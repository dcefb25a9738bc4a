pub mod downloader;
pub mod lib_duckdb;
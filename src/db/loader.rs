use std::fs::File;
use std::io::BufReader;
use std::path::{Path, PathBuf};

use log::{debug, info};
use thiserror::Error;
use zip::result::ZipError;
use zip::ZipArchive;

use super::destination::{CopyRequest, Destination, DestinationError, ProgressReader, StorageOptions};
use super::null_marker::NullMarking;
use super::scanner::{ScanError, ScanWarning, Scanner};
use super::table_config::TableConfig;
use crate::progress::{summary_line, ProgressObserver};

#[derive(Error, Debug)]
pub enum LoadError {
    #[error(transparent)]
    Scan(#[from] ScanError),
    #[error("Failed dropping table {table}: {source}")]
    Drop {
        table: String,
        source: DestinationError,
    },
    #[error("Cannot read archive {path:?}: {source}")]
    Archive { path: PathBuf, source: ZipError },
    #[error("Cannot open archive {path:?}: {source}")]
    Io {
        path: PathBuf,
        source: std::io::Error,
    },
    #[error("Failed importing {file} from {archive:?} into {table}: {source}")]
    Destination {
        table: String,
        archive: PathBuf,
        file: String,
        source: DestinationError,
    },
}

impl LoadError {
    /// The archive being processed when the error happened, if any.
    pub fn archive_path(&self) -> Option<&Path> {
        match self {
            LoadError::Scan(ScanError::Archive { path, .. })
            | LoadError::Scan(ScanError::Io { path, .. })
            | LoadError::Archive { path, .. }
            | LoadError::Io { path, .. }
            | LoadError::Destination { archive: path, .. } => Some(path.as_path()),
            _ => None,
        }
    }
}

#[derive(Debug, Clone, PartialEq, Eq)]
pub struct LoadOptions {
    /// Drop the destination table before loading.
    pub drop_existing: bool,
    pub unlogged: bool,
    pub storage_method: Option<String>,
}

impl Default for LoadOptions {
    fn default() -> Self {
        LoadOptions {
            drop_existing: true,
            unlogged: false,
            storage_method: None,
        }
    }
}

#[derive(Debug, Clone, PartialEq, Eq)]
pub struct LoadSummary {
    pub table: String,
    pub rows_imported: u64,
    pub archives: usize,
    pub files_loaded: usize,
    pub entries_skipped: usize,
    /// Declared uncompressed size of the loaded files.
    pub total_bytes: u64,
    pub warnings: Vec<ScanWarning>,
}

impl TableConfig {
    /// Load every matching file of the archives in `directory` into the
    /// destination table.  Stops at the first archive or destination error,
    /// rows already copied stay in the table.
    pub fn load(
        &self,
        directory: &Path,
        destination: &mut dyn Destination,
        options: &LoadOptions,
        progress: &mut dyn ProgressObserver,
    ) -> Result<LoadSummary, LoadError> {
        if options.drop_existing {
            progress.set_message(&format!("Dropping {}", self.name));
            destination
                .drop_table(&self.name)
                .map_err(|source| LoadError::Drop {
                    table: self.name.clone(),
                    source,
                })?;
        }

        // Size everything up front so the progress total is known before copying
        progress.set_message(&format!("Importing {} (calculating size)", self.name));
        let scan = Scanner::new(self)?.scan(directory)?;
        let total_bytes = scan.total_size();
        progress.set_total(total_bytes);
        info!(
            "{}: {} archive(s), {} file(s), {} bytes uncompressed",
            self.name,
            scan.archives.len(),
            scan.file_count(),
            total_bytes
        );

        let storage = StorageOptions {
            unlogged: options.unlogged,
            storage_method: options.storage_method.clone(),
        };
        let request = CopyRequest {
            table: &self.name,
            schema: &self.schema,
            encoding: self.encoding,
            dialect: self.dialect,
            has_header: self.has_header,
            storage: &storage,
        };

        let n_archives = scan.archives.len();
        let mut rows_imported = 0;
        let mut files_loaded = 0;
        for (counter, archive) in scan.archives.iter().enumerate() {
            progress.set_message(&format!(
                "Importing {} (ZIP {}/{})",
                self.name,
                counter + 1,
                n_archives
            ));
            if archive.files.is_empty() {
                continue;
            }
            let file = File::open(&archive.path).map_err(|source| LoadError::Io {
                path: archive.path.clone(),
                source,
            })?;
            let mut zip = ZipArchive::new(BufReader::new(file)).map_err(|source| {
                LoadError::Archive {
                    path: archive.path.clone(),
                    source,
                }
            })?;

            for inner in &archive.files {
                progress.set_message(&format!(
                    "Importing {} (ZIP {}/{}: {})",
                    self.name,
                    counter + 1,
                    n_archives,
                    inner.name
                ));
                let entry = zip.by_index(inner.index).map_err(|source| LoadError::Archive {
                    path: archive.path.clone(),
                    source,
                })?;
                // count raw entry bytes, the total is the sum of declared entry sizes
                let mut advance = |bytes: u64| progress.advance(bytes);
                let mut reader =
                    NullMarking::new(ProgressReader::new(entry, &mut advance), self.dialect);
                let result = destination
                    .copy_from_reader(&mut reader, &request)
                    .map_err(|source| LoadError::Destination {
                        table: self.name.clone(),
                        archive: archive.path.clone(),
                        file: inner.name.clone(),
                        source,
                    })?;
                debug!(
                    "{}: {} rows from {}:{}",
                    self.name,
                    result.rows_imported,
                    archive.path.display(),
                    inner.name
                );
                rows_imported += result.rows_imported;
                files_loaded += 1;
            }
        }

        let summary = summary_line(&self.name, rows_imported);
        progress.finish(&summary);
        info!("{}", summary);

        Ok(LoadSummary {
            table: self.name.clone(),
            rows_imported,
            archives: n_archives,
            files_loaded,
            entries_skipped: scan.skipped(),
            total_bytes,
            warnings: scan.warnings,
        })
    }
}

#[cfg(test)]
mod tests {
    use std::error::Error;
    use std::fs;

    use tempfile::TempDir;

    use super::*;
    use crate::db::destination::{CopyResult, DuckDbDestination};
    use crate::db::scanner::tests::write_zip;
    use crate::db::schema::Schema;

    /// Remembers every update, to check what a load reported.
    #[derive(Default)]
    struct Recorder {
        messages: Vec<String>,
        total: Option<u64>,
        advanced: u64,
        finished: Option<String>,
    }

    impl ProgressObserver for Recorder {
        fn set_message(&mut self, message: &str) {
            self.messages.push(message.to_string());
        }
        fn set_total(&mut self, total: u64) {
            assert_eq!(self.advanced, 0, "total must be set before copying");
            self.total = Some(total);
        }
        fn advance(&mut self, bytes: u64) {
            self.advanced += bytes;
        }
        fn finish(&mut self, message: &str) {
            self.finished = Some(message.to_string());
        }
    }

    /// Records calls instead of writing anywhere.
    #[derive(Default)]
    struct FakeDestination {
        calls: Vec<String>,
    }

    impl Destination for FakeDestination {
        fn drop_table(&mut self, table: &str) -> Result<(), DestinationError> {
            self.calls.push(format!("drop {}", table));
            Ok(())
        }

        fn copy_from_reader(
            &mut self,
            reader: &mut dyn std::io::Read,
            request: &CopyRequest<'_>,
        ) -> Result<CopyResult, DestinationError> {
            let mut content = String::new();
            reader.read_to_string(&mut content)?;
            self.calls.push(format!(
                "copy {} unlogged={} method={:?}",
                request.table, request.storage.unlogged, request.storage.storage_method
            ));
            let lines = content.lines().count() as u64;
            Ok(CopyResult {
                rows_imported: lines - u64::from(request.has_header),
            })
        }
    }

    fn config() -> Result<TableConfig, Box<dyn Error>> {
        let schema = Schema::from_reader(
            "t.csv",
            "field_name,field_type\nname,text\nqty,integer\n".as_bytes(),
        )?;
        Ok(TableConfig::with_schema("items", &["*.zip"], true, schema).inner_file_pattern("*.csv"))
    }

    fn fixture() -> Result<TempDir, Box<dyn Error>> {
        let dir = TempDir::new()?;
        write_zip(
            &dir.path().join("A.zip"),
            &[("a.csv", "name;qty\nx;1\ny;\nz;3\n"), ("b.txt", "not csv")],
        )?;
        Ok(dir)
    }

    #[test]
    fn load_skips_excluded_entries() -> Result<(), Box<dyn Error>> {
        let _ = env_logger::builder().is_test(true).try_init();
        let dir = fixture()?;
        let config = config()?;
        let mut destination = DuckDbDestination::in_memory()?;
        let mut progress = Recorder::default();
        let summary = config.load(
            dir.path(),
            &mut destination,
            &LoadOptions::default(),
            &mut progress,
        )?;
        assert_eq!(summary.rows_imported, 3);
        assert_eq!(summary.entries_skipped, 1);
        assert_eq!(summary.files_loaded, 1);
        assert!(summary.warnings.is_empty());
        assert_eq!(destination.row_count("items")?, 3);

        assert_eq!(progress.total, Some(20));
        assert_eq!(progress.advanced, 20);
        assert_eq!(progress.finished.as_deref(), Some("[items] 3 rows imported"));
        assert_eq!(progress.messages[0], "Dropping items");
        assert_eq!(progress.messages[1], "Importing items (calculating size)");
        assert!(progress
            .messages
            .contains(&"Importing items (ZIP 1/1: a.csv)".to_string()));
        Ok(())
    }

    #[test]
    fn drop_existing_is_idempotent() -> Result<(), Box<dyn Error>> {
        let dir = fixture()?;
        let config = config()?;
        let mut destination = DuckDbDestination::in_memory()?;
        let options = LoadOptions::default();
        let first = config.load(dir.path(), &mut destination, &options, &mut Recorder::default())?;
        let second = config.load(dir.path(), &mut destination, &options, &mut Recorder::default())?;
        assert_eq!(first.rows_imported, second.rows_imported);
        assert_eq!(destination.row_count("items")?, 3);
        Ok(())
    }

    #[test]
    fn append_doubles_rows() -> Result<(), Box<dyn Error>> {
        let dir = fixture()?;
        let config = config()?;
        let mut destination = DuckDbDestination::in_memory()?;
        let options = LoadOptions {
            drop_existing: false,
            ..LoadOptions::default()
        };
        config.load(dir.path(), &mut destination, &options, &mut Recorder::default())?;
        let first = destination.row_count("items")?;
        config.load(dir.path(), &mut destination, &options, &mut Recorder::default())?;
        assert_eq!(destination.row_count("items")?, 2 * first);
        Ok(())
    }

    #[test]
    fn no_archives_loads_nothing() -> Result<(), Box<dyn Error>> {
        let dir = TempDir::new()?;
        let config = config()?;
        let mut destination = FakeDestination::default();
        let mut progress = Recorder::default();
        let summary = config.load(
            dir.path(),
            &mut destination,
            &LoadOptions::default(),
            &mut progress,
        )?;
        assert_eq!(summary.rows_imported, 0);
        assert_eq!(summary.archives, 0);
        assert_eq!(progress.total, Some(0));
        assert_eq!(progress.finished.as_deref(), Some("[items] 0 rows imported"));
        assert_eq!(destination.calls, vec!["drop items"]);
        Ok(())
    }

    #[test]
    fn corrupt_archive_aborts() -> Result<(), Box<dyn Error>> {
        let dir = fixture()?;
        write_zip(&dir.path().join("C.zip"), &[("c.csv", "name;qty\nw;4\n")])?;
        let bad = dir.path().join("B.zip");
        fs::write(&bad, b"PK\x03\x04 truncated")?;
        let config = config()?;
        let mut destination = FakeDestination::default();
        let err = config
            .load(
                dir.path(),
                &mut destination,
                &LoadOptions::default(),
                &mut Recorder::default(),
            )
            .unwrap_err();
        assert_eq!(err.archive_path(), Some(bad.as_path()));
        assert!(err.to_string().contains("B.zip"));
        // nothing is copied, archives are all opened before loading starts
        assert_eq!(destination.calls, vec!["drop items"]);
        Ok(())
    }

    #[test]
    fn options_reach_the_destination() -> Result<(), Box<dyn Error>> {
        let dir = fixture()?;
        write_zip(&dir.path().join("B.zip"), &[("readme.txt", "hi")])?;
        let config = config()?;
        let mut destination = FakeDestination::default();
        let options = LoadOptions {
            drop_existing: false,
            unlogged: true,
            storage_method: Some("heap".to_string()),
        };
        let summary = config.load(dir.path(), &mut destination, &options, &mut Recorder::default())?;
        assert_eq!(
            destination.calls,
            vec![r#"copy items unlogged=true method=Some("heap")"#]
        );
        assert_eq!(summary.rows_imported, 3);
        assert_eq!(summary.warnings.len(), 1);
        assert_eq!(summary.entries_skipped, 2);
        Ok(())
    }

    #[test]
    fn progress_counts_raw_bytes() -> Result<(), Box<dyn Error>> {
        let dir = TempDir::new()?;
        let mut csv = String::from("a;b;c;d\n");
        csv.push_str(&";;;\n".repeat(1000));
        write_zip(&dir.path().join("A.zip"), &[("empty.csv", csv.as_str())])?;
        let schema = Schema::from_reader(
            "t.csv",
            "field_name,field_type\na,text\nb,integer\nc,date\nd,decimal\n".as_bytes(),
        )?;
        let config = TableConfig::with_schema("sparse", &["*.zip"], true, schema);
        let mut destination = DuckDbDestination::in_memory()?;
        let mut progress = Recorder::default();
        let summary = config.load(
            dir.path(),
            &mut destination,
            &LoadOptions::default(),
            &mut progress,
        )?;
        assert_eq!(summary.rows_imported, 1000);
        assert_eq!(progress.total, Some(csv.len() as u64));
        assert_eq!(progress.advanced, csv.len() as u64);
        Ok(())
    }

    #[test]
    fn rejected_file_aborts() -> Result<(), Box<dyn Error>> {
        let dir = TempDir::new()?;
        write_zip(&dir.path().join("A.zip"), &[("a.csv", "name;qty\nx;1;extra\n")])?;
        let config = config()?;
        let mut destination = DuckDbDestination::in_memory()?;
        let err = config
            .load(
                dir.path(),
                &mut destination,
                &LoadOptions::default(),
                &mut Recorder::default(),
            )
            .unwrap_err();
        match err {
            LoadError::Destination { table, file, .. } => {
                assert_eq!(table, "items");
                assert_eq!(file, "a.csv");
            }
            e => panic!("unexpected error {e}"),
        }
        Ok(())
    }
}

WHAT THE EXERCISE ASKS — Please state how many lines in the data contain the word "entry", giving only that number.

ANSWER TO THE PROBLEM — 3